Access to the lateral aspect of the anterior cranial fossa can be achieved by using the transfovea approach. The dissection extends from the middle turbinate laterally to the lamina papyracea. The frontal sinus marks the anterior limit, and the anterior wall of the sphenoid sinus defines the posterior limit. In some cases, the middle turbinate is removed and the transfovea and transcribriform approaches are combined.
The transplanum approach allows exposure of skull base defects along the planum sphenoidale and those with significant involvement of the suprasellar region. An anterior ethmoidectomy is performed first. This is followed by a posterior ethmoidectomy, which provides access to the most anterior aspect of the planum. The anterior wall of the sella is taken down to provide posterior exposure.
The transsellar approach is the route of choice for defects on the sella turcica with minimal suprasellar extension. It begins with a complete ethmoidectomy followed by identification and opening of the sphenoid ostia. The opening is then generously enlarged to provide wide exposure to the sella. If bilateral access is needed, the posterior bony septum and the intersinus septum can be removed.
The first steps to perform a transclival approach include a bilateral complete ethmoidectomy and a wide sphenoidotomy. The intersinus septum and rostrum are taken down. The dissection extends from carotid to carotid bilaterally and exposes the floor of the sella, the optic canals, and the upper clivus. Drilling the posterior wall of the sphenoid sinus permits exposure of the upper one third of the clivus. The abducens nerves define the lateral limit of the dissection. If access to the lower two thirds of the clivus is required, the nasopharynx is exposed via a transnasal route. The basopharyngeal fascia and prevertebral muscles are incised. The clivus is drilled down until the dura is exposed. The eustachian tubes mark the vertical segments of the carotid arteries and define the lateral extension of the dissection.

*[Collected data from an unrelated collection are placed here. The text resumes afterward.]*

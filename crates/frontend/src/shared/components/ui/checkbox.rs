use leptos::prelude::*;

/// Labelled on/off switch with an optional hint line
#[component]
pub fn Checkbox(
    #[prop(into)]
    label: Signal<String>,
    #[prop(optional, into)]
    description: MaybeProp<String>,
    #[prop(into)]
    checked: Signal<bool>,
    #[prop(optional)]
    on_change: Option<Callback<bool>>,
    #[prop(optional)]
    disabled: bool,
    #[prop(optional, into)]
    id: MaybeProp<String>,
) -> impl IntoView {
    let checkbox_id = id.get_untracked().unwrap_or_default();
    let wrapper_class = if disabled {
        "form__checkbox-wrapper form__checkbox-wrapper--disabled"
    } else {
        "form__checkbox-wrapper"
    };

    view! {
        <div class=wrapper_class>
            <label class="form__checkbox-label" for=checkbox_id.clone()>
                <span class="form__checkbox-title">{label}</span>
                {move || description.get().map(|d| view! {
                    <span class="form__checkbox-description">{d}</span>
                })}
            </label>
            <input
                id=checkbox_id
                type="checkbox"
                class="form__checkbox form__checkbox--switch"
                prop:checked=move || checked.get()
                disabled=disabled
                on:change=move |ev| {
                    if let Some(handler) = on_change {
                        handler.run(event_target_checked(&ev));
                    }
                }
            />
        </div>
    }
}
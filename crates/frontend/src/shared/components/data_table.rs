//! Generic table over `Arc` records.
//!
//! The page owns the `ListViewState` (query, sort, page) and the records;
//! the table derives the visible window, renders the header with sort
//! markers, the rows, pagination and the empty state.

use crate::shared::components::empty_state::EmptyState;
use crate::shared::components::pagination_controls::PaginationControls;
use crate::shared::config::use_config;
use crate::shared::list_utils::{get_sort_class, get_sort_indicator, highlight_matches};
use crate::shared::list_view::{ListViewState, ListWindow};
use contracts::domain::common::Record;
use contracts::shared::search::Sortable;
use leptos::prelude::*;
use std::sync::Arc;
use thaw::*;

type CellRenderer<T> = Arc<dyn Fn(&Arc<T>, &str) -> AnyView + Send + Sync>;

/// Column: title, source field and an optional custom cell renderer
pub struct Column<T> {
    pub title: &'static str,
    pub field: &'static str,
    pub sortable: bool,
    pub min_width: f64,
    render: Option<CellRenderer<T>>,
}

impl<T> Clone for Column<T> {
    fn clone(&self) -> Self {
        Self {
            title: self.title,
            field: self.field,
            sortable: self.sortable,
            min_width: self.min_width,
            render: self.render.clone(),
        }
    }
}

impl<T: Sortable> Column<T> {
    pub fn new(title: &'static str, field: &'static str) -> Self {
        Self {
            title,
            field,
            sortable: false,
            min_width: 100.0,
            render: None,
        }
    }

    pub fn sortable(mut self) -> Self {
        self.sortable = true;
        self
    }

    pub fn min_width(mut self, width: f64) -> Self {
        self.min_width = width;
        self
    }

    /// Custom cell; receives the record and the current search query
    pub fn render<V: IntoView + 'static>(
        mut self,
        f: impl Fn(&Arc<T>, &str) -> V + Send + Sync + 'static,
    ) -> Self {
        self.render = Some(Arc::new(move |r, q| f(r, q).into_any()));
        self
    }

    fn cell(&self, record: &Arc<T>, query: &str) -> AnyView {
        match &self.render {
            Some(render) => render(record, query),
            None => {
                let text = record.get_field_value(self.field).unwrap_or_default();
                if T::search_fields().contains(&self.field) {
                    highlight_matches(&text, query)
                } else {
                    view! { <span>{text}</span> }.into_any()
                }
            }
        }
    }
}

type RowActions<T> = Arc<dyn Fn(&Arc<T>) -> AnyView + Send + Sync>;

/// Wrap a row action renderer for `DataTable::actions`
pub fn row_actions<T, V>(f: impl Fn(&Arc<T>) -> V + Send + Sync + 'static) -> RowActions<T>
where
    V: IntoView + 'static,
{
    Arc::new(move |r| f(r).into_any())
}

#[component]
pub fn DataTable<T>(
    columns: Vec<Column<T>>,
    /// Records before search, sort and paging
    #[prop(into)]
    records: Signal<Vec<Arc<T>>>,
    state: RwSignal<ListViewState>,
    #[prop(into)]
    empty_title: String,
    #[prop(into)]
    empty_description: String,
    /// Trailing actions column
    #[prop(optional)]
    actions: Option<RowActions<T>>,
    #[prop(optional)]
    on_row_click: Option<Callback<Arc<T>>>,
) -> impl IntoView
where
    T: Sortable + Record + PartialEq + Send + Sync + 'static,
{
    let config = use_config();
    let window: Memo<ListWindow<T>> =
        Memo::new(move |_| records.with(|r| state.with(|s| s.window(r))));

    // keep the stored page in range once filtering shrinks the list
    Effect::new(move |_| {
        let clamped = window.with(|w| w.page);
        if state.with_untracked(|s| s.page) != clamped {
            state.update(|s| s.set_page(clamped));
        }
    });

    let columns = StoredValue::new(columns);
    let actions = StoredValue::new(actions);
    let has_actions = actions.with_value(|a| a.is_some());

    let toggle_sort = move |field: &'static str| state.update(|s| s.toggle_sort(field));

    view! {
        <Show
            when=move || !window.with(|w| w.is_empty())
            fallback=move || view! {
                <EmptyState title=empty_title.clone() description=empty_description.clone() />
            }
        >
            <div class="table-wrapper">
                <Table attr:style="width: 100%;">
                    <TableHeader>
                        <TableRow>
                            {columns.with_value(|cols| cols.iter().map(|col| {
                                let field = col.field;
                                let title = col.title;
                                if col.sortable {
                                    view! {
                                        <TableHeaderCell resizable=false min_width=col.min_width class="resizable">
                                            <div class="table__sortable-header" style="cursor: pointer;" on:click=move |_| toggle_sort(field)>
                                                {title}
                                                <span class=move || state.with(|s| get_sort_class(s.sort_by.as_deref(), field))>
                                                    {move || state.with(|s| get_sort_indicator(s.sort_by.as_deref(), field, s.sort_ascending))}
                                                </span>
                                            </div>
                                        </TableHeaderCell>
                                    }.into_any()
                                } else {
                                    view! {
                                        <TableHeaderCell resizable=false min_width=col.min_width class="resizable">
                                            {title}
                                        </TableHeaderCell>
                                    }.into_any()
                                }
                            }).collect_view())}
                            {has_actions.then(|| view! {
                                <TableHeaderCell resizable=false min_width=120.0>"Actions"</TableHeaderCell>
                            })}
                        </TableRow>
                    </TableHeader>
                    <TableBody>
                        <For
                            each=move || window.with(|w| w.rows.clone())
                            // a replaced record gets a new allocation, so its row re-renders
                            key=|r| (r.id().to_string(), Arc::as_ptr(r) as usize)
                            children=move |record| {
                                let for_click = Arc::clone(&record);
                                let row_class = if on_row_click.is_some() { "table__row--clickable" } else { "" };
                                let cells = columns.with_value(|cols| {
                                    cols.iter().map(|col| {
                                        let col = col.clone();
                                        let record = Arc::clone(&record);
                                        view! {
                                            <TableCell>
                                                <TableCellLayout truncate=true>
                                                    {move || state.with(|s| col.cell(&record, &s.query))}
                                                </TableCellLayout>
                                            </TableCell>
                                        }
                                    }).collect_view()
                                });
                                let action_cell = actions.with_value(|a| a.clone()).map(|render| {
                                    let buttons = render(&record);
                                    view! {
                                        <TableCell>
                                            <div class="table__actions" on:click=|ev| ev.stop_propagation()>
                                                {buttons}
                                            </div>
                                        </TableCell>
                                    }
                                });
                                view! {
                                    <TableRow
                                        class=row_class
                                        on:click=move |_| {
                                            if let Some(cb) = on_row_click {
                                                cb.run(Arc::clone(&for_click));
                                            }
                                        }
                                    >
                                        {cells}
                                        {action_cell}
                                    </TableRow>
                                }
                            }
                        />
                    </TableBody>
                </Table>
            </div>
            <PaginationControls
                current_page=Signal::derive(move || window.with(|w| w.page))
                total_pages=Signal::derive(move || window.with(|w| w.total_pages))
                total_count=Signal::derive(move || window.with(|w| w.total_count))
                page_size=Signal::derive(move || state.with(|s| s.page_size))
                on_page_change=Callback::new(move |page| state.update(|s| s.set_page(page)))
                on_page_size_change=Callback::new(move |size| state.update(|s| s.set_page_size(size)))
                page_size_options=config.table.page_size_options.clone()
            />
        </Show>
    }
}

The transpterygoid approach begins by performing an endoscopic modified medial maxillectomy. This permits a wide view of the lateral extent of the maxilla and the posterior wall of the maxillary sinus. The infraorbital nerve is then identified and its trajectory followed. A complete sphenoethmoidectomy is then performed. The crista ethmoidalis is isolated, and the main branch of the sphenopalatine artery is identified.
At this point, the surgeon should decide whether a vascularized nasal-septal flap is going to be used to close the defect. If so, every effort to preserve the sphenopalatine artery and its more proximal supply is made. If free mucosal grafts are going to be used, the artery may be cauterized. In either situation, the bone of the posterior wall of the maxillary sinus is removed so the sphenopalatine artery can be dissected proximally to identify the (internal) maxillary artery and its ascending and descending branches. The sphenopalatine artery is also an important landmark since the pterygopalatine ganglion is situated directly posterior to the artery. Care must be taken to preserve the ganglion and its parasympathetic fibers, which contribute to lacrimation.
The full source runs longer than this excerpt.